### What is needed
In the material below, find each line with the word "lines" and copy it.

### Excerpted records
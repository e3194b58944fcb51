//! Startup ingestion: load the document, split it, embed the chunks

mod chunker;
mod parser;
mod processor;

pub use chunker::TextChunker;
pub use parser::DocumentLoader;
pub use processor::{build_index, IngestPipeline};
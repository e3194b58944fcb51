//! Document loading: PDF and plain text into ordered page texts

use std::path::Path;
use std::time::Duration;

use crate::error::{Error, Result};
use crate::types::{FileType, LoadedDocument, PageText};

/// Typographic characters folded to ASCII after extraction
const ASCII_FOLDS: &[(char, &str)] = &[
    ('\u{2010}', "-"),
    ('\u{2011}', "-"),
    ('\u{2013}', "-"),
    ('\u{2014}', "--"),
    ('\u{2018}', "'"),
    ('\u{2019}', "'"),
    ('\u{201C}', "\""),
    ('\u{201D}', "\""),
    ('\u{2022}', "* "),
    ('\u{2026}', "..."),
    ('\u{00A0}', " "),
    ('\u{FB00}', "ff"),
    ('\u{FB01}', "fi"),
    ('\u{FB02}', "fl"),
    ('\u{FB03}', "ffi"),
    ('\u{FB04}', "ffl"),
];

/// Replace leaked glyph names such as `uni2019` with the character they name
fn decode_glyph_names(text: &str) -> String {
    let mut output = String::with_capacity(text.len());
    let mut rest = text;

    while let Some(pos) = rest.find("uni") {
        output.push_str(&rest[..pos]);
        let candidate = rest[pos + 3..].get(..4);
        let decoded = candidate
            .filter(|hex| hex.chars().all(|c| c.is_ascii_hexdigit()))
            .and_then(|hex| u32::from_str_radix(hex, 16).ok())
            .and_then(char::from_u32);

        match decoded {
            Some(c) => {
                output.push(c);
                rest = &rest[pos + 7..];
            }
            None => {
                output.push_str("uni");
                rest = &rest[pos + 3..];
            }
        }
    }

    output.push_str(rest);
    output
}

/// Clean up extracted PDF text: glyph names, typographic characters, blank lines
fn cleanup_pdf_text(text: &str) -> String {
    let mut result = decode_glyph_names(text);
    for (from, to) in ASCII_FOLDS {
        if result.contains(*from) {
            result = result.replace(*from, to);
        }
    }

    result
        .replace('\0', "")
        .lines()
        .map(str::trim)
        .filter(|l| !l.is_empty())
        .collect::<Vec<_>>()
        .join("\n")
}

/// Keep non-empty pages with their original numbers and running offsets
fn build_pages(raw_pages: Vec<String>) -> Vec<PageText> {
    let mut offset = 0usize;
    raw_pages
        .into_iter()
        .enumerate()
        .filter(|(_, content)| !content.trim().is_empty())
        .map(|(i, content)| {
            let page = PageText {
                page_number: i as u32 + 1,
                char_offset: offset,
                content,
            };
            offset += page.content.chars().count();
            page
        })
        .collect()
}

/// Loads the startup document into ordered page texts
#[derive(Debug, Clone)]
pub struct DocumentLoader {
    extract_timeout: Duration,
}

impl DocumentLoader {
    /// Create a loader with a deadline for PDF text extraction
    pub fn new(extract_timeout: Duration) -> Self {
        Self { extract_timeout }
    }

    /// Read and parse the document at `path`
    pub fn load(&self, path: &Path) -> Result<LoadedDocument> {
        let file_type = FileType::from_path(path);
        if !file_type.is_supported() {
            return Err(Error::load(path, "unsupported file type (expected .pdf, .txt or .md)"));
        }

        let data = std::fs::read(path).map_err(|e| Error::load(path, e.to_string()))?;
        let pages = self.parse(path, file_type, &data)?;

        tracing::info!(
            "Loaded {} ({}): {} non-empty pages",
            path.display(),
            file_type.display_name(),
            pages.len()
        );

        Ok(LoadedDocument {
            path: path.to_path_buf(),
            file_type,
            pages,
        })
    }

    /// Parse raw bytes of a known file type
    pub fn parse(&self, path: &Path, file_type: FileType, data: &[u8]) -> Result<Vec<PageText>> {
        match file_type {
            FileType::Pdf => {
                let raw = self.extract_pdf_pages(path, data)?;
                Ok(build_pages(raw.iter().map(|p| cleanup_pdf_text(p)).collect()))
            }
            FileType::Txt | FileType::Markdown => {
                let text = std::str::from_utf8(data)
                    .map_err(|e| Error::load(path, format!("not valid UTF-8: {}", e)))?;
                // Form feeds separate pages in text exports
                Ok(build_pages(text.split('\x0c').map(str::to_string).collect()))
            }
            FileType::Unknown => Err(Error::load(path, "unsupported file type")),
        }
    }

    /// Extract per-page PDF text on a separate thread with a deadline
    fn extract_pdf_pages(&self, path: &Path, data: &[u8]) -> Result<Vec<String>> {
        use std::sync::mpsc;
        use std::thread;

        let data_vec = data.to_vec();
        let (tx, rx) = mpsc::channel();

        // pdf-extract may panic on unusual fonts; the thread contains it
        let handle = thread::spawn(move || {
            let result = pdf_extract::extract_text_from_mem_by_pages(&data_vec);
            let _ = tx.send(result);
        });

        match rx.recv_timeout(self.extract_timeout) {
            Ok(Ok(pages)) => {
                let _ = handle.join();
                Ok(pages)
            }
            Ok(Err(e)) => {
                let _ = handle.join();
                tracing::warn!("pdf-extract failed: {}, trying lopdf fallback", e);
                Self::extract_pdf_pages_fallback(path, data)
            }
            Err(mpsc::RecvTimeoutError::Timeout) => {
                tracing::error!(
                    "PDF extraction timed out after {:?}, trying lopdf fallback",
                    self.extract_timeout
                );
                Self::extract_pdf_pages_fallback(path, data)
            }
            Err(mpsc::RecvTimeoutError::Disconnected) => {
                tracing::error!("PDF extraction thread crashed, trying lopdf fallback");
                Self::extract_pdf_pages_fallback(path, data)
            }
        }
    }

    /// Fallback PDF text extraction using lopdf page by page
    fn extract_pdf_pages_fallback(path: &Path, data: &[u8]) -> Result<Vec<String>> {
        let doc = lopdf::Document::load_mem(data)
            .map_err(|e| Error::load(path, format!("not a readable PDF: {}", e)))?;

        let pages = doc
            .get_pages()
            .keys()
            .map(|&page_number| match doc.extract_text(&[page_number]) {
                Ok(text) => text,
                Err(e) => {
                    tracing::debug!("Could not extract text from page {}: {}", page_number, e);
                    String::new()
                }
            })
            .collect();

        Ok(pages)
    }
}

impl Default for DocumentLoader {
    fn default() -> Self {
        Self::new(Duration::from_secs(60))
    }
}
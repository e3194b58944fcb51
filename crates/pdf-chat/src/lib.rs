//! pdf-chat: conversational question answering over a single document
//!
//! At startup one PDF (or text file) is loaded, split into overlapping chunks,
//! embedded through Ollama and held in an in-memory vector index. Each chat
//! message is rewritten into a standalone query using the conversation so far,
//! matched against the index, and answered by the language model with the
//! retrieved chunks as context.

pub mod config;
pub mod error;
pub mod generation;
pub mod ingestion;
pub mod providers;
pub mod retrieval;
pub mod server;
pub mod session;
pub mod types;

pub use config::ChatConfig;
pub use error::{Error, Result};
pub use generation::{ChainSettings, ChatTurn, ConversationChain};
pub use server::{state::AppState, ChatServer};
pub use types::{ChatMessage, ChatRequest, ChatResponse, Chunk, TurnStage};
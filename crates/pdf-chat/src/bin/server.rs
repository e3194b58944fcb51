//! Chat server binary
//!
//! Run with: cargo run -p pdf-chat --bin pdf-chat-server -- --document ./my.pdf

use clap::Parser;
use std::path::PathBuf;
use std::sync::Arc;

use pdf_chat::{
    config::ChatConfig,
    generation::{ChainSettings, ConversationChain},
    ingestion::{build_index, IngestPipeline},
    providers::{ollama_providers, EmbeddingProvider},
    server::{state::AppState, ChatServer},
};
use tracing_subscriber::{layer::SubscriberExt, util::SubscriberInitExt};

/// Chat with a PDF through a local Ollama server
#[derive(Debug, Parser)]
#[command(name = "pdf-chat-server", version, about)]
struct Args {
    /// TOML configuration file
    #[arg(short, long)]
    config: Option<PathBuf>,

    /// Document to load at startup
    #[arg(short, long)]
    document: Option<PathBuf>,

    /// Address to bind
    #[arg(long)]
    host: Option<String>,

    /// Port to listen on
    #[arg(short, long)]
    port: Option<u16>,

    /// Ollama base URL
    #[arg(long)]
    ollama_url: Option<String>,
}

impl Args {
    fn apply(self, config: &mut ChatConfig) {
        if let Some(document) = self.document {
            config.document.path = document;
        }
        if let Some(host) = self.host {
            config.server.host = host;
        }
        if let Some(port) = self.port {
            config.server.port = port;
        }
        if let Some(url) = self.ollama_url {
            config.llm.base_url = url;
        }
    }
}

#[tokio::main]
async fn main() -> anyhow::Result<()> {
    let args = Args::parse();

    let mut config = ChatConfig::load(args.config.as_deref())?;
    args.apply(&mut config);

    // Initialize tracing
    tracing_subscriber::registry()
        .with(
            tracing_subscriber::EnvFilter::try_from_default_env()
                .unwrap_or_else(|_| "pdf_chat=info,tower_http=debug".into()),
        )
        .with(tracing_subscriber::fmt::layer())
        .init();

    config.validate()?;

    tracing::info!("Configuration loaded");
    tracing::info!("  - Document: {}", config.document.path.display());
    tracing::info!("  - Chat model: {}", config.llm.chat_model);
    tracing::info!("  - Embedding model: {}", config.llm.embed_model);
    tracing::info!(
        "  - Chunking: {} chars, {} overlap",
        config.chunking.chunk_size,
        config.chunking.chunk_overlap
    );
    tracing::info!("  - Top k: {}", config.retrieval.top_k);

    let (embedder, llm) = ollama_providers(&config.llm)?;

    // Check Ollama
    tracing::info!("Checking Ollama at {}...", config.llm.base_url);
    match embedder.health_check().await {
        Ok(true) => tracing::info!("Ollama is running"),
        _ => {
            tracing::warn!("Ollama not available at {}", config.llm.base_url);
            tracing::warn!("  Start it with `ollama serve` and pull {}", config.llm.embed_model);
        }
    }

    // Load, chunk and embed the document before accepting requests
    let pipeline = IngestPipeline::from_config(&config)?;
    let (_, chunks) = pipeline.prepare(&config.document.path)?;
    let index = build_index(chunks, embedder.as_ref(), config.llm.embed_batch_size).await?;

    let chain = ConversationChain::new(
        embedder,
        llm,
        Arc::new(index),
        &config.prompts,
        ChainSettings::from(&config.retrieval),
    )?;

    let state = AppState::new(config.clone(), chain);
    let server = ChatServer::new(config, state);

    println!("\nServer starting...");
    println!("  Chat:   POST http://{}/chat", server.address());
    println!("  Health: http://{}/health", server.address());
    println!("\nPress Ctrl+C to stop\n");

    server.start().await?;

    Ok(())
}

### Task result
/// Clean up extracted PDF text: glyph names, typographic characters, blank lines
        .lines()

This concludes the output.